Aminopeptidase P (PepP; EC 22.214.171.124) is an exopeptidase that removes the N-terminal amino acid at the P1 position [nomenclature following [Schechter and Berger (1967])] from a peptide when proline is in the P1´ position ([Cunningham and O’Connor 1997]). Several enzymes with the specificity of PepP have been found in species such as Escherichia coli ([Yaron and Mlynar 1968]; [Yoshimoto et al. 1988b])Neisseria gonorrhoeae ([Chen and Buchanan 1980]), Thermococcus sp. strain NA1 ([Lee et al. 2006]), Lactococcus lactis ssp. lactis NCDO 763 ([Mars and Monnet 1995]), Lactococcus lactis ssp. cremoris AM2 ([McDonnell et al. 1997]) and tissues from several mammalian species ([Hooper et al. 1990]; [Harbeck and Mentlein 1991]). While the physiological role of PepP in bacteria is unclear, mammalian PepP is involved in processes such as the regulation of biologically active peptides, including substance P and bradykinin ([Cunningham and O’Connor 1997]; [Yaron and Naider 1993]).

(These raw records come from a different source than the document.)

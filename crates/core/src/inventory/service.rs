//! Stock movement validation.

use punto_shared::types::MAX_QUANTITY;
use rust_decimal::Decimal;

use super::error::InventoryError;
use super::kardex::{MAX_UNIT_COST, StockPosition};
use super::types::{RecordStockMovementInput, ValidatedStockMovement};

/// Inventory service.
pub struct InventoryService;

impl InventoryService {
    /// Validates a stock movement against the product's current position.
    ///
    /// # Errors
    ///
    /// Returns a validation error for bad quantities or costs, and
    /// `InsufficientStock` when an outbound movement exceeds stock on hand.
    /// A cost sent with a kind that does not accept one is dropped.
    pub fn validate_movement(
        input: RecordStockMovementInput,
        current: StockPosition,
    ) -> Result<ValidatedStockMovement, InventoryError> {
        if input.quantity <= Decimal::ZERO {
            return Err(InventoryError::NonPositiveQuantity);
        }
        if input.quantity > MAX_QUANTITY {
            return Err(InventoryError::ValueTooLarge);
        }
        match input.unit_cost {
            None if input.kind.requires_cost() => return Err(InventoryError::MissingUnitCost),
            Some(cost) if cost < Decimal::ZERO => return Err(InventoryError::NegativeUnitCost),
            Some(cost) if cost > MAX_UNIT_COST => return Err(InventoryError::ValueTooLarge),
            _ => {}
        }
        let unit_cost = input.unit_cost.filter(|_| input.kind.accepts_cost());

        let mut position = current;
        position.apply(input.product_id, input.kind, input.quantity, unit_cost)?;

        Ok(ValidatedStockMovement {
            product_id: input.product_id,
            kind: input.kind,
            quantity: input.quantity,
            unit_cost,
            reference: input
                .reference
                .map(|r| r.trim().to_string())
                .filter(|r| !r.is_empty()),
            balance_after: position.quantity,
        })
    }
}

#[cfg(test)]
mod tests {
    use super::*;
    use crate::inventory::StockMovementKind;
    use punto_shared::types::ProductId;
    use rstest::rstest;
    use rust_decimal_macros::dec;

    fn input(
        kind: StockMovementKind,
        quantity: Decimal,
        unit_cost: Option<Decimal>,
    ) -> RecordStockMovementInput {
        RecordStockMovementInput {
            product_id: ProductId::new(7),
            kind,
            quantity,
            unit_cost,
            reference: Some("  FAC-001 ".to_string()),
        }
    }

    fn on_hand(quantity: Decimal) -> StockPosition {
        StockPosition {
            quantity,
            average_cost: dec!(2),
            value: quantity * dec!(2),
        }
    }

    #[test]
    fn test_purchase_receipt() {
        let v = InventoryService::validate_movement(
            input(StockMovementKind::PurchaseReceipt, dec!(5), Some(dec!(3))),
            on_hand(dec!(1)),
        )
        .unwrap();
        assert_eq!(v.balance_after, dec!(6));
        assert_eq!(v.reference.as_deref(), Some("FAC-001"));
    }

    #[rstest]
    #[case(StockMovementKind::PurchaseReceipt, dec!(0), Some(dec!(1)), "NON_POSITIVE_QUANTITY")]
    #[case(StockMovementKind::PurchaseReceipt, dec!(1), None, "MISSING_UNIT_COST")]
    #[case(StockMovementKind::AdjustmentIn, dec!(1), Some(dec!(-1)), "NEGATIVE_UNIT_COST")]
    #[case(StockMovementKind::Sale, dec!(3.5), None, "INSUFFICIENT_STOCK")]
    #[case(StockMovementKind::AdjustmentOut, dec!(4), None, "INSUFFICIENT_STOCK")]
    #[case(StockMovementKind::PurchaseReceipt, Decimal::MAX, Some(dec!(1)), "VALUE_TOO_LARGE")]
    #[case(StockMovementKind::PurchaseReceipt, dec!(1), Some(Decimal::MAX), "VALUE_TOO_LARGE")]
    #[case(StockMovementKind::Sale, dec!(100_000_000_000), None, "VALUE_TOO_LARGE")]
    #[case(StockMovementKind::AdjustmentIn, dec!(1), Some(dec!(10_000_000_000)), "VALUE_TOO_LARGE")]
    fn test_rejections(
        #[case] kind: StockMovementKind,
        #[case] quantity: Decimal,
        #[case] unit_cost: Option<Decimal>,
        #[case] code: &str,
    ) {
        let err =
            InventoryService::validate_movement(input(kind, quantity, unit_cost), on_hand(dec!(3)))
                .unwrap_err();
        assert_eq!(err.error_code(), code);
    }

    #[test]
    fn test_largest_storable_receipt_accepted() {
        let v = InventoryService::validate_movement(
            input(StockMovementKind::PurchaseReceipt, MAX_QUANTITY, Some(MAX_UNIT_COST)),
            StockPosition::default(),
        )
        .unwrap();
        assert_eq!(v.balance_after, MAX_QUANTITY);
    }

    #[test]
    fn test_sale_return_drops_supplied_cost() {
        let v = InventoryService::validate_movement(
            input(StockMovementKind::SaleReturn, dec!(2), Some(dec!(8))),
            on_hand(dec!(3)),
        )
        .unwrap();
        assert_eq!(v.unit_cost, None);
        assert_eq!(v.balance_after, dec!(5));
    }

    #[test]
    fn test_selling_exact_stock_is_allowed() {
        let v = InventoryService::validate_movement(
            input(StockMovementKind::Sale, dec!(3), None),
            on_hand(dec!(3)),
        )
        .unwrap();
        assert_eq!(v.balance_after, Decimal::ZERO);
        assert_eq!(v.unit_cost, None);
    }
}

The classical assay methods for PepP activity determination present some problems ([Yoshimoto et al. 1988b]; [McDonnell et al. 1997]; [Lasch et al. 1988]; [Fleminger et al. 1982]; [Holtzman et al. 1987]; [Hawthorne et al. 1997]; [Stöckel-Maschek et al. 2003]). A precise determination of PepP activity using ninhydrin is nearly impossible because crude extracts contain large amounts of ninhydrin-positive substances ([Yoshimoto et al. 1988b]). It is also difficult to measure an initial reaction velocity via fluorometric methods ([Doi et al. 1981]). The method employing Gly-Pro-pNA coupled with proline iminopeptidase ([Yoshimoto et al. 1988b]) can be used for routine assays, but not for screening the PepP enzyme activity in crude extracts from lactic acid bacteria without further pre-treatment because of the existence of parallel PepX activity (X-prolyl dipeptidyl aminopeptidase; EC 126.96.36.199), which is common in lactic acid bacteria. Our novel assay method using gas chromatography for detection of the release of L-leucine during hydrolysis of the substrate (LPP) could be used for routine analysis as well as for screening experiments. Even when free amino acids are present in the crude extract, or other aminopeptidases are present, such as PepX, which did not hydrolyze Xaa-Pro-Pro peptide sequences, our GC assay is applicable and specific for PepP activity.
The authors declare that they have no competing interests.